I have questions about Larry Culp’s $47 million payday at General Electric Co.
GE last week hit the share performance threshold that triggers the first tier of a one-time equity grant for Culp that could ultimately amount to as much as $230 million, according to a Bloomberg News analysis. The bonus was originally set up when Culp was named chief executive officer in 2018. It was meant to reward the former Danaher Corp. CEO for taking on the stewardship of a company whose best days looked to be behind it and to incentivize him to follow through on a turnaround job that at times has seemed impossible. One of those times was earlier this year, when the pandemic engulfed the crown jewel aviation unit that had been the company’s salvation through years of woes in the gas turbine and insurance businesses. With this unprecedented and unpredictable event upending the first tangible signs of stabilization at GE, it felt fair to give Culp some more time to steer the company into a better direction. So in August, the company rejiggered the terms of the pay package.

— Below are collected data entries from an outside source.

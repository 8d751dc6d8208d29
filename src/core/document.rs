//! Launch document model and path addressing
//!
//! The launch document mirrors the full parameter surface of the cluster
//! creation API. Every field is present from the start (unset fields are
//! explicit JSON nulls) so later partial overlays and path-based overrides
//! never need to create keys.

use crate::core::error::LaunchError;
use serde::{Deserialize, Serialize};
use serde_json::{json, Map, Value};
use std::collections::BTreeMap;
use std::fmt;
use std::str::FromStr;

/// One segment of a dotted field path
#[derive(Debug, Clone, PartialEq, Eq)]
pub enum PathSegment {
    /// Object key
    Key(String),
    /// Sequence position
    Index(usize),
}

/// A dotted path into the launch document
///
/// Numeric segments address sequence positions, e.g.
/// `Instances.InstanceGroups.1.InstanceCount`.
#[derive(Debug, Clone, PartialEq, Eq)]
pub struct FieldPath(Vec<PathSegment>);

impl FromStr for FieldPath {
    type Err = LaunchError;

    fn from_str(s: &str) -> Result<Self, Self::Err> {
        if s.is_empty() {
            return Err(LaunchError::InvalidOverride("empty path".to_string()));
        }
        let segments = s
            .split('.')
            .map(|seg| match seg.parse::<usize>() {
                Ok(idx) => PathSegment::Index(idx),
                Err(_) => PathSegment::Key(seg.to_string()),
            })
            .collect();
        Ok(FieldPath(segments))
    }
}

impl fmt::Display for FieldPath {
    fn fmt(&self, f: &mut fmt::Formatter<'_>) -> fmt::Result {
        for (i, seg) in self.0.iter().enumerate() {
            if i > 0 {
                write!(f, ".")?;
            }
            match seg {
                PathSegment::Key(k) => write!(f, "{}", k)?,
                PathSegment::Index(n) => write!(f, "{}", n)?,
            }
        }
        Ok(())
    }
}

impl Serialize for FieldPath {
    fn serialize<S: serde::Serializer>(&self, serializer: S) -> Result<S::Ok, S::Error> {
        serializer.serialize_str(&self.to_string())
    }
}

impl<'de> Deserialize<'de> for FieldPath {
    fn deserialize<D: serde::Deserializer<'de>>(deserializer: D) -> Result<Self, D::Error> {
        let s = String::deserialize(deserializer)?;
        s.parse().map_err(serde::de::Error::custom)
    }
}

impl FieldPath {
    /// Path segments in navigation order
    pub fn segments(&self) -> &[PathSegment] {
        &self.0
    }
}

/// The in-memory launch document
#[derive(Debug, Clone, Serialize, Deserialize, PartialEq)]
pub struct LaunchDocument {
    root: Value,
}

impl LaunchDocument {
    /// Create the full-surface skeleton with every field present and null
    pub fn skeleton() -> Self {
        let root = json!({
            "Name": null,
            "LogUri": null,
            "ReleaseLabel": null,
            "Instances": {
                "InstanceGroups": null,
                "InstanceFleets": null,
                "Ec2KeyName": null,
                "KeepJobFlowAliveWhenNoSteps": null,
                "TerminationProtected": null,
                "Ec2SubnetId": null,
                "Ec2SubnetIds": null,
                "EmrManagedMasterSecurityGroup": null,
                "EmrManagedSlaveSecurityGroup": null,
                "ServiceAccessSecurityGroup": null,
                "AdditionalMasterSecurityGroups": null,
                "AdditionalSlaveSecurityGroups": null,
            },
            "Steps": null,
            "BootstrapActions": null,
            "Applications": null,
            "Configurations": null,
            "VisibleToAllUsers": null,
            "JobFlowRole": null,
            "ServiceRole": null,
            "SecurityConfiguration": null,
            "AutoScalingRole": null,
            "ScaleDownBehavior": null,
            "CustomAmiId": null,
            "EbsRootVolumeSize": null,
            "StepConcurrencyLevel": null,
            "ManagedScalingPolicy": null,
            "KerberosAttributes": null,
            "Tags": null,
        });
        LaunchDocument { root }
    }

    /// Wrap an existing document value (used when rehydrating)
    pub fn from_value(root: Value) -> Self {
        LaunchDocument { root }
    }

    /// Borrow the underlying JSON value
    pub fn as_value(&self) -> &Value {
        &self.root
    }

    /// Read a field by path; None when the path does not exist
    pub fn get(&self, path: &FieldPath) -> Option<&Value> {
        let mut current = &self.root;
        for segment in path.segments() {
            current = match (segment, current) {
                (PathSegment::Key(k), Value::Object(map)) => map.get(k)?,
                (PathSegment::Index(i), Value::Array(items)) => items.get(*i)?,
                _ => return None,
            };
        }
        Some(current)
    }

    /// Overwrite the value at an existing path
    ///
    /// The prefix is navigated depth-first and the final segment is the
    /// target key. The target must already exist in its container; paths
    /// are never created here.
    pub fn set(&mut self, path: &FieldPath, value: Value) -> Result<(), LaunchError> {
        let segments = path.segments();
        let (target, prefix) = segments
            .split_last()
            .ok_or_else(|| LaunchError::InvalidOverride("empty path".to_string()))?;

        let mut current = &mut self.root;
        for segment in prefix {
            current = match (segment, current) {
                (PathSegment::Key(k), Value::Object(map)) => map.get_mut(k).ok_or_else(|| {
                    LaunchError::InvalidOverride(format!("update path not found: {}", path))
                })?,
                (PathSegment::Index(i), Value::Array(items)) => {
                    items.get_mut(*i).ok_or_else(|| {
                        LaunchError::InvalidOverride(format!("update path not found: {}", path))
                    })?
                }
                _ => {
                    return Err(LaunchError::InvalidOverride(format!(
                        "update path not found: {}",
                        path
                    )))
                }
            };
        }

        match (target, current) {
            (PathSegment::Key(k), Value::Object(map)) => {
                let slot = map.get_mut(k).ok_or_else(|| {
                    LaunchError::InvalidOverride(format!("update path not found: {}", path))
                })?;
                *slot = value;
                Ok(())
            }
            (PathSegment::Index(i), Value::Array(items)) => {
                let slot = items.get_mut(*i).ok_or_else(|| {
                    LaunchError::InvalidOverride(format!("update path not found: {}", path))
                })?;
                *slot = value;
                Ok(())
            }
            _ => Err(LaunchError::InvalidOverride(format!(
                "update path not found: {}",
                path
            ))),
        }
    }

    /// Merge a property block into the `Configurations` list by classification
    ///
    /// Upsert semantics: if a block with the same classification exists its
    /// properties are unioned (new values win on key collision); otherwise a
    /// new block is appended. Reapplying the same input is a no-op.
    pub fn merge_classification(
        &mut self,
        classification: &str,
        properties: &BTreeMap<String, String>,
    ) {
        let blocks = self
            .root
            .as_object_mut()
            .expect("document root is an object")
            .entry("Configurations")
            .or_insert(Value::Null);
        if !blocks.is_array() {
            *blocks = Value::Array(Vec::new());
        }
        let blocks = blocks.as_array_mut().expect("checked above");

        let existing = blocks.iter_mut().find(|b| {
            b.get("Classification").and_then(Value::as_str) == Some(classification)
        });

        match existing {
            Some(block) => {
                let props = block
                    .as_object_mut()
                    .expect("classification block is an object")
                    .entry("Properties")
                    .or_insert_with(|| Value::Object(Map::new()));
                if !props.is_object() {
                    *props = Value::Object(Map::new());
                }
                let props = props.as_object_mut().expect("checked above");
                for (key, value) in properties {
                    props.insert(key.clone(), Value::String(value.clone()));
                }
            }
            None => {
                let props: Map<String, Value> = properties
                    .iter()
                    .map(|(k, v)| (k.clone(), Value::String(v.clone())))
                    .collect();
                blocks.push(json!({
                    "Classification": classification,
                    "Properties": Value::Object(props),
                    "Configurations": [],
                }));
            }
        }
    }

    /// Union caller tags into the document's `Tags` list, caller wins
    pub fn merge_tags(&mut self, tags: &BTreeMap<String, String>) {
        let list = self
            .root
            .as_object_mut()
            .expect("document root is an object")
            .entry("Tags")
            .or_insert(Value::Null);
        if !list.is_array() {
            *list = Value::Array(Vec::new());
        }
        let list = list.as_array_mut().expect("checked above");

        for (key, value) in tags {
            let existing = list
                .iter_mut()
                .find(|t| t.get("Key").and_then(Value::as_str) == Some(key.as_str()));
            match existing {
                Some(tag) => {
                    tag.as_object_mut()
                        .expect("tag is an object")
                        .insert("Value".to_string(), Value::String(value.clone()));
                }
                None => list.push(json!({ "Key": key, "Value": value })),
            }
        }
    }

    /// Copy of the document with null fields removed, ready for the create call
    pub fn stripped(&self) -> Value {
        strip_nulls(&self.root).unwrap_or(Value::Object(Map::new()))
    }
}

/// Recursively drop nulls; empty containers that only held nulls are dropped too
fn strip_nulls(value: &Value) -> Option<Value> {
    match value {
        Value::Null => None,
        Value::Object(map) => {
            let stripped: Map<String, Value> = map
                .iter()
                .filter_map(|(k, v)| strip_nulls(v).map(|v| (k.clone(), v)))
                .collect();
            if stripped.is_empty() {
                None
            } else {
                Some(Value::Object(stripped))
            }
        }
        Value::Array(items) => {
            let stripped: Vec<Value> = items.iter().filter_map(strip_nulls).collect();
            Some(Value::Array(stripped))
        }
        other => Some(other.clone()),
    }
}

#[cfg(test)]
mod tests {
    use super::*;

    fn props(pairs: &[(&str, &str)]) -> BTreeMap<String, String> {
        pairs
            .iter()
            .map(|(k, v)| (k.to_string(), v.to_string()))
            .collect()
    }

    #[test]
    fn test_parse_path() {
        let path: FieldPath = "Instances.InstanceGroups.1.InstanceCount".parse().unwrap();
        assert_eq!(path.segments().len(), 4);
        assert_eq!(path.segments()[2], PathSegment::Index(1));
        assert_eq!(path.to_string(), "Instances.InstanceGroups.1.InstanceCount");
    }

    #[test]
    fn test_skeleton_has_explicit_nulls() {
        let doc = LaunchDocument::skeleton();
        let path: FieldPath = "Instances.Ec2SubnetId".parse().unwrap();
        assert_eq!(doc.get(&path), Some(&Value::Null));
    }

    #[test]
    fn test_set_existing_path() {
        let mut doc = LaunchDocument::skeleton();
        let path: FieldPath = "Name".parse().unwrap();
        doc.set(&path, json!("basic")).unwrap();
        assert_eq!(doc.get(&path), Some(&json!("basic")));
    }

    #[test]
    fn test_set_missing_path_fails() {
        let mut doc = LaunchDocument::skeleton();
        let path: FieldPath = "Instances.NoSuchField".parse().unwrap();
        let err = doc.set(&path, json!(1)).unwrap_err();
        assert!(matches!(err, LaunchError::InvalidOverride(_)));
        assert!(err.to_string().contains("update path not found"));
    }

    #[test]
    fn test_set_sequence_position() {
        let mut doc = LaunchDocument::skeleton();
        let groups: FieldPath = "Instances.InstanceGroups".parse().unwrap();
        doc.set(
            &groups,
            json!([
                { "Name": "primary", "InstanceCount": 1 },
                { "Name": "core", "InstanceCount": 2 },
            ]),
        )
        .unwrap();

        let count: FieldPath = "Instances.InstanceGroups.1.InstanceCount".parse().unwrap();
        doc.set(&count, json!(4)).unwrap();
        assert_eq!(doc.get(&count), Some(&json!(4)));

        // Out-of-range index is a missing path, not an append
        let missing: FieldPath = "Instances.InstanceGroups.5.InstanceCount".parse().unwrap();
        assert!(doc.set(&missing, json!(1)).is_err());
    }

    #[test]
    fn test_merge_classification_appends_then_unions() {
        let mut doc = LaunchDocument::skeleton();
        doc.merge_classification("spark-defaults", &props(&[("spark.executor.cores", "2")]));
        doc.merge_classification(
            "spark-defaults",
            &props(&[("spark.executor.cores", "4"), ("spark.driver.memory", "2g")]),
        );

        let blocks = doc.as_value().get("Configurations").unwrap().as_array().unwrap();
        assert_eq!(blocks.len(), 1, "same classification must not duplicate");
        let properties = blocks[0].get("Properties").unwrap();
        assert_eq!(properties.get("spark.executor.cores"), Some(&json!("4")));
        assert_eq!(properties.get("spark.driver.memory"), Some(&json!("2g")));
    }

    #[test]
    fn test_merge_classification_idempotent() {
        let mut doc = LaunchDocument::skeleton();
        let input = props(&[("hive.metastore.warehouse.dir", "/warehouse")]);
        doc.merge_classification("hive-site", &input);
        let once = doc.clone();
        doc.merge_classification("hive-site", &input);
        assert_eq!(doc, once);
    }

    #[test]
    fn test_merge_tags_caller_wins() {
        let mut doc = LaunchDocument::skeleton();
        doc.merge_tags(&props(&[("team", "data"), ("env", "dev")]));
        doc.merge_tags(&props(&[("env", "prod")]));

        let tags = doc.as_value().get("Tags").unwrap().as_array().unwrap();
        assert_eq!(tags.len(), 2);
        let env = tags
            .iter()
            .find(|t| t.get("Key") == Some(&json!("env")))
            .unwrap();
        assert_eq!(env.get("Value"), Some(&json!("prod")));
    }

    #[test]
    fn test_stripped_removes_nulls() {
        let mut doc = LaunchDocument::skeleton();
        doc.set(&"Name".parse().unwrap(), json!("basic")).unwrap();
        doc.set(&"ServiceRole".parse().unwrap(), json!("service-role"))
            .unwrap();

        let stripped = doc.stripped();
        assert_eq!(stripped.get("Name"), Some(&json!("basic")));
        assert!(stripped.get("LogUri").is_none());
        assert!(stripped.get("Instances").is_none(), "all-null subtree dropped");
    }
}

GE’s board extended Culp’s contract through at least 2024 with an option for a one-year extension, giving him a few extra years for his turnaround efforts to yield results; fine. But it made the curious decision to also lower the stock performance thresholds. The trigger for the lowest tier of Culp’s pay package dropped to about $10 from nearly $19. As long as Culp could keep GE’s stock price in the $10 range for a month, he would lock in a payout of at least $47 million. In August, GE’s stock price was hovering around $6, so getting to $10 required a significant rally. But as I wrote at the time, considering Culp had five years to hit that target and the stock traded higher than that when he took over, it hardly felt aspirational enough to warrant a $47 million payday. It turns out Culp only needed four months, not five years, to hit the target after a furious fourth-quarter rally on vaccine optimism and an improving outlook for free cash flow.